## Inserting Trimmed Data into MongoDB

In [25]:
import json
from pymongo import MongoClient
import csv

# Connect to MongoDB
client = MongoClient("mongodb://localhost:27017/")
db = client["Project"]

# Drop old collections if they exist
# db["business"].drop()


# === Trim and load only first 1000 rows of Bike data ===
with open("project_file.csv", "r", encoding="utf-8") as f:
    reader = csv.DictReader(f) 
    BikeData = [row for _, row in zip(range(1000), reader)]
db["Project"].insert_many(BikeData)
print(f"✅ Inserted {len(BikeData)} rows of data")


✅ Inserted 1000 rows of data


## Starting Spark Session

In [38]:
from pyspark.sql import SparkSession

spark = SparkSession.builder.appName("Bike Data Analysis").getOrCreate()
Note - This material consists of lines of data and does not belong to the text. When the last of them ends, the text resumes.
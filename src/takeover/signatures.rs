//! Third-party service signatures.
//!
//! Each entry describes how a hosted service answers for a resource that
//! does not exist (a deleted bucket, an unclaimed page, a removed app). The
//! table is compiled once and shared read-only by all checks.

use std::fmt;
use std::sync::LazyLock;

use regex::{Regex, RegexBuilder};

/// Scheme used to probe a CNAME target.
#[derive(Debug, Clone, Copy, PartialEq, Eq)]
pub enum ProbeScheme {
    /// Plain HTTP
    Http,
    /// HTTP over TLS
    Https,
}

impl ProbeScheme {
    /// URL scheme string.
    pub fn as_str(&self) -> &'static str {
        match self {
            ProbeScheme::Http => "http",
            ProbeScheme::Https => "https",
        }
    }
}

impl fmt::Display for ProbeScheme {
    fn fmt(&self, f: &mut fmt::Formatter<'_>) -> fmt::Result {
        f.write_str(self.as_str())
    }
}

/// What a "does not exist" response body contains.
#[derive(Debug)]
pub enum BodyMarker {
    /// Plain substring
    Literal(&'static str),
    /// Regular expression searched anywhere in the body
    Pattern(Regex),
}

impl BodyMarker {
    /// Whether `body` carries the marker.
    pub fn is_match(&self, body: &str) -> bool {
        match self {
            BodyMarker::Literal(needle) => body.contains(needle),
            BodyMarker::Pattern(re) => re.is_match(body),
        }
    }
}

/// A compiled service signature.
#[derive(Debug)]
pub struct ServiceSignature {
    /// Human-readable service name, used in finding reasons
    pub name: &'static str,
    hostname_pattern: Regex,
    /// Scheme of the probe request
    pub scheme: ProbeScheme,
    /// Status of a "does not exist" response; `None` accepts any status
    pub expected_status: Option<u16>,
    /// Body marker of a "does not exist" response
    pub marker: BodyMarker,
}

impl ServiceSignature {
    /// Whether a CNAME target belongs to this service.
    pub fn matches_hostname(&self, hostname: &str) -> bool {
        self.hostname_pattern.is_match(hostname)
    }

    /// Probe URL for a CNAME target: `{scheme}://{target}/`.
    pub fn probe_url(&self, target: &str) -> String {
        format!("{}://{}/", self.scheme, target)
    }

    /// Whether a probe response shows the resource is unclaimed.
    pub fn is_unconfigured_response(&self, status: u16, body: &str) -> bool {
        let status_matches = match self.expected_status {
            Some(expected) => expected == status,
            None => true,
        };
        status_matches && self.marker.is_match(body)
    }
}

enum MarkerDef {
    Literal(&'static str),
    Regex(&'static str),
}

struct SignatureDef {
    name: &'static str,
    hostname_pattern: &'static str,
    scheme: ProbeScheme,
    expected_status: Option<u16>,
    marker: MarkerDef,
}

const SIGNATURE_DEFS: &[SignatureDef] = &[
    SignatureDef {
        name: "AWS S3 bucket",
        hostname_pattern: r"s3[.\-](.+\.)?amazonaws\.com$",
        scheme: ProbeScheme::Https,
        expected_status: Some(404),
        marker: MarkerDef::Literal("NoSuchBucket"),
    },
    SignatureDef {
        name: "Google Cloud Storage bucket",
        hostname_pattern: r"^c\.storage\.googleapis\.com$",
        scheme: ProbeScheme::Https,
        expected_status: Some(404),
        marker: MarkerDef::Literal("InvalidBucketName"),
    },
    SignatureDef {
        name: "Cloudfront distribution",
        hostname_pattern: r".+\.cloudfront\.net$",
        scheme: ProbeScheme::Https,
        expected_status: Some(404),
        marker: MarkerDef::Literal("The request could not be satisfied"),
    },
    SignatureDef {
        name: "Fastly configuration",
        hostname_pattern: r".+\.fastly\.net$",
        scheme: ProbeScheme::Http,
        expected_status: None,
        marker: MarkerDef::Literal("Fastly error: unknown domain"),
    },
    SignatureDef {
        name: "github.io account",
        hostname_pattern: r".+\.github\.io$",
        scheme: ProbeScheme::Https,
        expected_status: Some(404),
        marker: MarkerDef::Literal("There isn't a GitHub Pages site here."),
    },
    SignatureDef {
        name: "Zendesk account",
        hostname_pattern: r".+\.zendesk\.com$",
        scheme: ProbeScheme::Http,
        // Served after a redirect
        expected_status: Some(200),
        marker: MarkerDef::Literal(
            "Bummer. It looks like the help center that you are trying to reach no longer exists.",
        ),
    },
    SignatureDef {
        name: "Wordpress.com hosting account",
        hostname_pattern: r".+\.wordpress\.com$",
        scheme: ProbeScheme::Https,
        expected_status: Some(200),
        marker: MarkerDef::Regex(r".+wordpress\.com</em> doesn&#8217;t&nbsp;exist"),
    },
    SignatureDef {
        name: "Heroku app",
        hostname_pattern: r".+herokuapp\.com$",
        scheme: ProbeScheme::Http,
        expected_status: Some(404),
        marker: MarkerDef::Literal(
            r#"<iframe src="//www.herokucdn.com/error-pages/no-such-app.html"></iframe>"#,
        ),
    },
    SignatureDef {
        name: "Bitbucket repository",
        hostname_pattern: r".+\.bitbucket\.io$",
        scheme: ProbeScheme::Https,
        expected_status: Some(404),
        marker: MarkerDef::Literal("Repository not found"),
    },
    SignatureDef {
        name: "Surge.sh project",
        hostname_pattern: r".+\.surge\.sh$",
        scheme: ProbeScheme::Https,
        expected_status: Some(404),
        marker: MarkerDef::Literal("project not found"),
    },
    SignatureDef {
        name: "Pantheon site",
        hostname_pattern: r".+\.pantheonsite\.io$",
        scheme: ProbeScheme::Https,
        expected_status: Some(404),
        marker: MarkerDef::Literal("The gods are wise"),
    },
];

fn compile(def: &SignatureDef) -> Result<ServiceSignature, regex::Error> {
    let hostname_pattern = RegexBuilder::new(def.hostname_pattern)
        .case_insensitive(true)
        .build()?;
    let marker = match def.marker {
        MarkerDef::Literal(needle) => BodyMarker::Literal(needle),
        MarkerDef::Regex(pattern) => BodyMarker::Pattern(Regex::new(pattern)?),
    };
    Ok(ServiceSignature {
        name: def.name,
        hostname_pattern,
        scheme: def.scheme,
        expected_status: def.expected_status,
        marker,
    })
}

static SIGNATURES: LazyLock<Vec<ServiceSignature>> = LazyLock::new(|| {
    SIGNATURE_DEFS
        .iter()
        .filter_map(|def| match compile(def) {
            Ok(signature) => Some(signature),
            Err(e) => {
                log::error!("Skipping signature '{}': {}", def.name, e);
                None
            }
        })
        .collect()
});

/// The full signature table, in matching order.
pub fn signatures() -> &'static [ServiceSignature] {
    &SIGNATURES
}

/// First signature whose hostname pattern matches `target`.
pub fn find_signature(target: &str) -> Option<&'static ServiceSignature> {
    signatures().iter().find(|sig| sig.matches_hostname(target))
}
//! Subdomain takeover detection.
//!
//! This module provides the two checks run for every host name:
//! - Orphaned delegation: NS records pointing at nameservers that do not
//!   resolve or do not serve the zone
//! - CNAME takeover: CNAME targets at third-party services whose backing
//!   resource no longer exists
//!
//! Each check yields exactly one [`Finding`].

mod cname;
mod delegation;
mod finding;
mod hostname;
mod signatures;

// Re-export public API
pub use cname::{check_cname_takeover, check_cname_targets, resolve_cname_chain};
pub use delegation::check_orphaned_delegation;
pub use finding::{Finding, ReasonCode, Severity};
pub use hostname::normalize_hostname;
pub use signatures::{find_signature, signatures, BodyMarker, ProbeScheme, ServiceSignature};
## Loading data from MongoDB via PyMongo

In [39]:
## Read documents, exclude '_id'
BikeData_docs = list(db["Project"].find({}, {"_id": 0}))
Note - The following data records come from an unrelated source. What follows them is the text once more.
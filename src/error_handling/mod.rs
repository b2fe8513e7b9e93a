//! Error handling and scan statistics.
//!
//! This module provides:
//! - Error type definitions (initialization, DNS taxonomy, HTTP probes, checks, discovery)
//! - Scan statistics tracking (findings per reason code, failed hostnames)
//! - Retry strategy configuration for discovery fetches

mod categorization;
mod stats;
mod types;

// Re-export public API
pub use categorization::get_retry_strategy;
pub use stats::FindingStats;
pub use types::{
    DiscoveryError, DnsError, InitializationError, ProbeError, SafeListError, ScanError,
};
# Convert to Spark DataFrames
BikeData = spark.createDataFrame(BikeData_docs)

#BikeData.show(10 )

In [40]:
print(BikeData.columns)

['Covered distance (m)', 'Departure station id', 'Departure station name', 'Duration (sec.)', 'Return', 'Return station id', 'Return station name', '\ufeffDeparture']


In [41]:
from pyspark.sql.functions import avg
# Select only necessary fields

data_selected = BikeData.select(
    "Covered distance (m)",
    "Departure station name",
    "Return station name",
    "Duration (sec.)"
)
# Compute average
df_avg = data_selected.groupBy("business_id", "name", "categories") \
    .agg(avg("review_stars").alias("avg_rating")) \
    .orderBy("avg_rating", ascending=False)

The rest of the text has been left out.